Vous avez tort; soi-même on n'ose pas marchander, tandis qu'un tiers....

—Je ne marchande jamais.

—Mais enfin, vous les manquez quelquefois vos affaires, témoin cette petite femme de tout à l'heure. Ainsi, règle générale....

—Monsieur Renardet, le traité, le traité que vous vouliez me proposer tout à l'heure! interrompit Maxime avec impatience.

—Laissez-moi achever: règle générale, quand une femme résiste à un joli garçon qui l'aime et qui lui déclare son amour, il y a une raison pour cela. Cette raison, ce n'est pas toujours la vertu, c'est souvent l'occupation de la place par un autre amoureux. Ah! on connaît un peu son cœur féminin. Ça vous étonne, n'est-ce pas? J'entends rabâcher sans cesse: «Le cœur de la femme, quelle énigme!» Savez-vous pourquoi on ne conçoit rien à la femme? C'est que, la plupart du temps, ceux qui font ces sortes d'études ont un intérêt d'amour-propre à ne pas voir clair. Ainsi vous êtes resté convaincu que cette demoiselle était parfaitement incorruptible parce que vous-même n'aviez pu la corrompre. Cependant, mettez un instant de côté votre amour-propre et cherchez bien. N'en aimerait-elle pas un autre?»

Maxime contemplait Renardet avec stupéfaction.

«Dans son genre, se disait-il, cet être ignoble n'est pas sans quelque valeur.»

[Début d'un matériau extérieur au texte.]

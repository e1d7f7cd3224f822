use axum::{
    Json,
    http::StatusCode,
    response::{IntoResponse, Response},
};
use thiserror::Error;

use crate::services::query_analyzer::{AnalysisError, ExecutionError};

pub type ApiResult<T> = Result<T, ApiError>;

#[derive(Debug, Error)]
pub enum ApiError {
    #[error("{0}")]
    NotFound(String),

    #[error("{0}")]
    Validation(String),

    /// Well-formed request the analyzer could not make sense of
    #[error("{0}")]
    InvalidData(String),

    #[error("{0}")]
    Timeout(String),

    #[error("{0}")]
    Conflict(String),

    /// The analyzed database failed
    #[error("{0}")]
    Upstream(String),
}

impl ApiError {
    pub fn not_found(msg: impl Into<String>) -> Self {
        Self::NotFound(msg.into())
    }

    pub fn validation_error(msg: impl Into<String>) -> Self {
        Self::Validation(msg.into())
    }

    pub fn status(&self) -> StatusCode {
        match self {
            ApiError::NotFound(_) => StatusCode::NOT_FOUND,
            ApiError::Validation(_) => StatusCode::BAD_REQUEST,
            ApiError::InvalidData(_) => StatusCode::UNPROCESSABLE_ENTITY,
            ApiError::Timeout(_) => StatusCode::GATEWAY_TIMEOUT,
            ApiError::Conflict(_) => StatusCode::CONFLICT,
            ApiError::Upstream(_) => StatusCode::BAD_GATEWAY,
        }
    }
}

impl From<AnalysisError> for ApiError {
    fn from(err: AnalysisError) -> Self {
        let message = err.to_string();
        match err {
            AnalysisError::PlanParse { .. } => ApiError::InvalidData(message),
            AnalysisError::Execution { source, .. } => match source {
                ExecutionError::Timeout(_) => ApiError::Timeout(message),
                ExecutionError::LockConflict(_) => ApiError::Conflict(message),
                ExecutionError::Syntax(_) => ApiError::Validation(message),
                ExecutionError::Connection(_) | ExecutionError::Database(_) => {
                    ApiError::Upstream(message)
                },
            },
        }
    }
}

impl From<validator::ValidationErrors> for ApiError {
    fn from(err: validator::ValidationErrors) -> Self {
        ApiError::Validation(format!("Invalid request: {}", err))
    }
}

impl IntoResponse for ApiError {
    fn into_response(self) -> Response {
        let status = self.status();
        if status.is_server_error() {
            tracing::error!("Request failed ({}): {}", status, self);
        }

        let body = Json(serde_json::json!({
            "error": self.to_string(),
            "code": status.as_u16(),
        }));

        (status, body).into_response()
    }
}
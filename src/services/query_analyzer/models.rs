//! Query analysis data models
//!
//! Plan trees, execution outcomes, recommendations and the assembled
//! analysis result. Everything here is an immutable value once built; the
//! only process-wide state lives in the trend collector.

use chrono::{DateTime, Utc};
use serde::{Deserialize, Serialize};
use std::collections::{BTreeMap, HashSet};
use std::sync::Arc;

use super::fingerprint::QueryFingerprint;

pub const SEQ_SCAN: &str = "Seq Scan";
pub const NESTED_LOOP: &str = "Nested Loop";

/// Actual time may exceed the estimate by this factor before a plan stops being optimal
const OPTIMAL_TIME_TOLERANCE: f64 = 1.2;

// ============================================================================
// Plan Tree
// ============================================================================

/// One operator of a JSON-format explain tree
///
/// Field names follow the engine's explain output so a node serializes back
/// into the shape it was read from.
#[derive(Debug, Clone, PartialEq, Serialize, Deserialize)]
pub struct PlanNode {
    #[serde(rename = "Node Type")]
    pub node_type: String,

    #[serde(rename = "Relation Name", default, skip_serializing_if = "Option::is_none")]
    pub relation_name: Option<String>,

    /// Set on ModifyTable nodes (Insert, Update, Delete, Merge)
    #[serde(rename = "Operation", default, skip_serializing_if = "Option::is_none")]
    pub operation: Option<String>,

    #[serde(rename = "Total Cost", default, skip_serializing_if = "Option::is_none")]
    pub cost: Option<f64>,

    #[serde(rename = "Plan Rows", default, skip_serializing_if = "Option::is_none")]
    pub rows: Option<f64>,

    #[serde(rename = "Actual Total Time", default, skip_serializing_if = "Option::is_none")]
    pub actual_time: Option<f64>,

    #[serde(rename = "Plans", default, skip_serializing_if = "Vec::is_empty")]
    pub children: Vec<PlanNode>,
}

impl PlanNode {
    /// Relation name, treating an empty string as absent
    pub fn relation(&self) -> Option<&str> {
        self.relation_name.as_deref().map(str::trim).filter(|r| !r.is_empty())
    }

    pub fn is_nested_loop(&self) -> bool {
        self.node_type == NESTED_LOOP
    }

    fn is_modifying(&self) -> bool {
        if let Some(op) = &self.operation
            && matches!(op.to_uppercase().as_str(), "INSERT" | "UPDATE" | "DELETE" | "MERGE")
        {
            return true;
        }

        let node_type = self.node_type.to_uppercase();
        ["INSERT", "UPDATE", "DELETE", "MODIFY", "MERGE"]
            .iter()
            .any(|kw| node_type.contains(kw))
            || ["CREATE", "ALTER", "DROP", "TRUNCATE"]
                .iter()
                .any(|kw| node_type.starts_with(kw))
    }
}

/// Parsed plan with aggregates computed once at construction
#[derive(Debug, Clone, PartialEq, Serialize)]
pub struct QueryPlan {
    root: PlanNode,
    total_cost: f64,
    actual_time: f64,
    estimated_rows: u64,
    /// Distinct relations in depth-first first-seen order
    tables: Vec<String>,
    /// Relation -> node type of the first node that mentions it
    scan_types: BTreeMap<String, String>,
    nested_loop_tables: Vec<String>,
    has_nested_loop: bool,
}

impl QueryPlan {
    /// Build a plan from its root, walking the tree once
    pub fn from_root(root: PlanNode) -> Self {
        let mut walk = PlanWalk::default();
        walk.visit(&root, false);

        Self {
            total_cost: root.cost.unwrap_or(0.0),
            actual_time: root.actual_time.unwrap_or(0.0),
            estimated_rows: root.rows.map(|r| r.max(0.0).round() as u64).unwrap_or(0),
            tables: walk.tables,
            scan_types: walk.scan_types,
            nested_loop_tables: walk.nested_loop_tables,
            has_nested_loop: walk.has_nested_loop,
            root,
        }
    }

    pub fn root(&self) -> &PlanNode {
        &self.root
    }

    pub fn total_cost(&self) -> f64 {
        self.total_cost
    }

    pub fn actual_time(&self) -> f64 {
        self.actual_time
    }

    pub fn estimated_rows(&self) -> u64 {
        self.estimated_rows
    }

    pub fn tables(&self) -> &[String] {
        &self.tables
    }

    pub fn scan_types(&self) -> &BTreeMap<String, String> {
        &self.scan_types
    }

    pub fn scan_type(&self, table: &str) -> Option<&str> {
        self.scan_types.get(table).map(String::as_str)
    }

    /// Relations found anywhere beneath a Nested Loop node
    pub fn nested_loop_tables(&self) -> &[String] {
        &self.nested_loop_tables
    }

    pub fn has_sequential_scan(&self) -> bool {
        self.scan_types.values().any(|t| t == SEQ_SCAN)
    }

    pub fn has_nested_loop(&self) -> bool {
        self.has_nested_loop
    }

    /// Tables whose first-seen access is a sequential scan, in table order
    pub fn sequential_scan_tables(&self) -> Vec<String> {
        self.tables
            .iter()
            .filter(|t| self.scan_type(t) == Some(SEQ_SCAN))
            .cloned()
            .collect()
    }

    /// Whether the root statement writes data or changes schema
    pub fn is_modifying(&self) -> bool {
        self.root.is_modifying()
    }

    pub fn is_optimal(&self) -> bool {
        !self.has_sequential_scan()
            && !self.has_nested_loop
            && self.actual_time <= self.total_cost * OPTIMAL_TIME_TOLERANCE
    }

    pub fn summary(&self) -> PlanSummary {
        PlanSummary {
            root_node_type: self.root.node_type.clone(),
            total_cost: self.total_cost,
            actual_time: self.actual_time,
            estimated_rows: self.estimated_rows,
            tables: self.tables.clone(),
            has_sequential_scan: self.has_sequential_scan(),
            has_nested_loop: self.has_nested_loop,
            is_modifying: self.is_modifying(),
            is_optimal: self.is_optimal(),
        }
    }
}

#[derive(Default)]
struct PlanWalk {
    tables: Vec<String>,
    seen: HashSet<String>,
    scan_types: BTreeMap<String, String>,
    nested_loop_tables: Vec<String>,
    nested_seen: HashSet<String>,
    has_nested_loop: bool,
}

impl PlanWalk {
    fn visit(&mut self, node: &PlanNode, under_nested_loop: bool) {
        let under_nested_loop = under_nested_loop || node.is_nested_loop();
        self.has_nested_loop |= node.is_nested_loop();

        if let Some(relation) = node.relation() {
            if self.seen.insert(relation.to_string()) {
                self.tables.push(relation.to_string());
            }
            self.scan_types
                .entry(relation.to_string())
                .or_insert_with(|| node.node_type.clone());
            if under_nested_loop && self.nested_seen.insert(relation.to_string()) {
                self.nested_loop_tables.push(relation.to_string());
            }
        }

        for child in &node.children {
            self.visit(child, under_nested_loop);
        }
    }
}

/// Flat view of a plan, always present in analysis results
#[derive(Debug, Clone, PartialEq, Serialize, Deserialize)]
pub struct PlanSummary {
    pub root_node_type: String,
    pub total_cost: f64,
    pub actual_time: f64,
    pub estimated_rows: u64,
    pub tables: Vec<String>,
    pub has_sequential_scan: bool,
    pub has_nested_loop: bool,
    pub is_modifying: bool,
    pub is_optimal: bool,
}

// ============================================================================
// Execution Outcome
// ============================================================================

/// Rows returned by the executor, or only a count when rows are not retained
#[derive(Debug, Clone, PartialEq, Serialize, Deserialize)]
#[serde(tag = "kind", rename_all = "snake_case")]
pub enum ResultRows {
    /// `rows` may be capped by the fetch-size hint; `total` counts every row
    Rows { columns: Vec<String>, rows: Vec<serde_json::Value>, total: u64 },
    Count { affected: u64 },
}

impl ResultRows {
    pub fn count(&self) -> u64 {
        match self {
            ResultRows::Rows { total, .. } => *total,
            ResultRows::Count { affected } => *affected,
        }
    }
}

#[derive(Debug, Clone, Serialize)]
pub struct ExecutionOutcome {
    pub query_id: QueryFingerprint,
    pub rows: ResultRows,
    pub execution_time_ms: u64,
    #[serde(skip)]
    pub plan: Arc<QueryPlan>,
    pub timestamp: DateTime<Utc>,
    pub recommendations: Vec<OptimizationRecommendation>,
    #[serde(skip)]
    slow_threshold_ms: u64,
}

impl ExecutionOutcome {
    pub fn new(
        query_id: QueryFingerprint,
        rows: ResultRows,
        execution_time_ms: u64,
        plan: Arc<QueryPlan>,
        slow_threshold_ms: u64,
    ) -> Self {
        Self {
            query_id,
            rows,
            execution_time_ms,
            plan,
            timestamp: Utc::now(),
            recommendations: Vec::new(),
            slow_threshold_ms,
        }
    }

    pub fn with_recommendations(
        mut self,
        recommendations: Vec<OptimizationRecommendation>,
    ) -> Self {
        self.recommendations = recommendations;
        self
    }

    pub fn is_slow(&self) -> bool {
        self.execution_time_ms > self.slow_threshold_ms
    }

    pub fn requires_optimization(&self) -> bool {
        !self.recommendations.is_empty()
            || self.plan.has_sequential_scan()
            || self.plan.has_nested_loop()
    }
}

// ============================================================================
// Recommendations
// ============================================================================

#[derive(Debug, Clone, Copy, PartialEq, Eq, Hash, Serialize, Deserialize)]
#[serde(rename_all = "SCREAMING_SNAKE_CASE")]
pub enum RecommendationType {
    Index,
    Join,
    Caching,
}

impl RecommendationType {
    pub fn as_str(&self) -> &'static str {
        match self {
            RecommendationType::Index => "INDEX",
            RecommendationType::Join => "JOIN",
            RecommendationType::Caching => "CACHING",
        }
    }
}

/// Priority, ordered so that `High > Medium > Low`
#[derive(Debug, Clone, Copy, PartialEq, Eq, PartialOrd, Ord, Hash, Serialize, Deserialize)]
#[serde(rename_all = "SCREAMING_SNAKE_CASE")]
pub enum Priority {
    Low,
    Medium,
    High,
}

impl Priority {
    pub fn as_str(&self) -> &'static str {
        match self {
            Priority::Low => "LOW",
            Priority::Medium => "MEDIUM",
            Priority::High => "HIGH",
        }
    }
}

#[derive(Debug, Clone, PartialEq, Serialize, Deserialize)]
pub struct OptimizationRecommendation {
    #[serde(rename = "type")]
    pub recommendation_type: RecommendationType,
    pub description: String,
    pub affected_objects: Vec<String>,
    pub priority: Priority,
}

impl OptimizationRecommendation {
    pub fn new(
        recommendation_type: RecommendationType,
        description: impl Into<String>,
        affected_objects: Vec<String>,
        priority: Priority,
    ) -> Self {
        Self { recommendation_type, description: description.into(), affected_objects, priority }
    }
}

// ============================================================================
// Metrics
// ============================================================================

#[derive(Debug, Clone, Copy, PartialEq, Eq, Serialize, Deserialize)]
#[serde(rename_all = "SCREAMING_SNAKE_CASE")]
pub enum MetricType {
    Timing,
    Size,
    Count,
}

/// A measurement produced by one analysis
#[derive(Debug, Clone, PartialEq, Serialize)]
pub struct PerformanceMetric {
    pub name: String,
    pub value: f64,
    pub unit: String,
    #[serde(rename = "type")]
    pub metric_type: MetricType,
    pub timestamp: DateTime<Utc>,
}

impl PerformanceMetric {
    pub fn new(name: &str, value: f64, unit: &str, metric_type: MetricType) -> Self {
        Self {
            name: name.to_string(),
            value,
            unit: unit.to_string(),
            metric_type,
            timestamp: Utc::now(),
        }
    }
}

// ============================================================================
// Options and Result
// ============================================================================

#[derive(Debug, Clone, Copy, PartialEq, Eq, Serialize, Deserialize, utoipa::ToSchema)]
#[serde(default)]
pub struct AnalysisOptions {
    /// Serve and store results through the analysis cache
    pub use_cache: bool,
    /// Include the full plan tree in the serialized result
    pub include_execution_plan: bool,
    /// Record trend samples and emit metrics
    pub measure_performance: bool,
    pub generate_recommendations: bool,
}

impl Default for AnalysisOptions {
    fn default() -> Self {
        Self {
            use_cache: true,
            include_execution_plan: true,
            measure_performance: true,
            generate_recommendations: true,
        }
    }
}

/// Everything one `analyze` call produced
#[derive(Debug, Clone, Serialize)]
pub struct AnalysisResult {
    pub query_id: QueryFingerprint,
    pub outcome: ExecutionOutcome,
    #[serde(skip_serializing_if = "Option::is_none")]
    pub plan: Option<Arc<QueryPlan>>,
    pub plan_summary: PlanSummary,
    pub recommendations: Vec<OptimizationRecommendation>,
    pub metrics: Vec<PerformanceMetric>,
    pub slow: bool,
    pub requires_optimization: bool,
    pub cacheable: bool,
    pub analysis_time_ms: u64,
    pub timestamp: DateTime<Utc>,
}

impl AnalysisResult {
    pub fn metric(&self, name: &str) -> Option<&PerformanceMetric> {
        self.metrics.iter().find(|m| m.name == name)
    }
}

Mais, à cette dernière supposition, il sentit le rouge lui monter au visage. Si réellement elle avait joué la comédie de la vertu, et s'il avait été dupe! Il éprouvait, non pas de la jalousie, mais une vive souffrance de vanité. Néanmoins il ne se fut pas abaissé à faire des confidences à Renardet.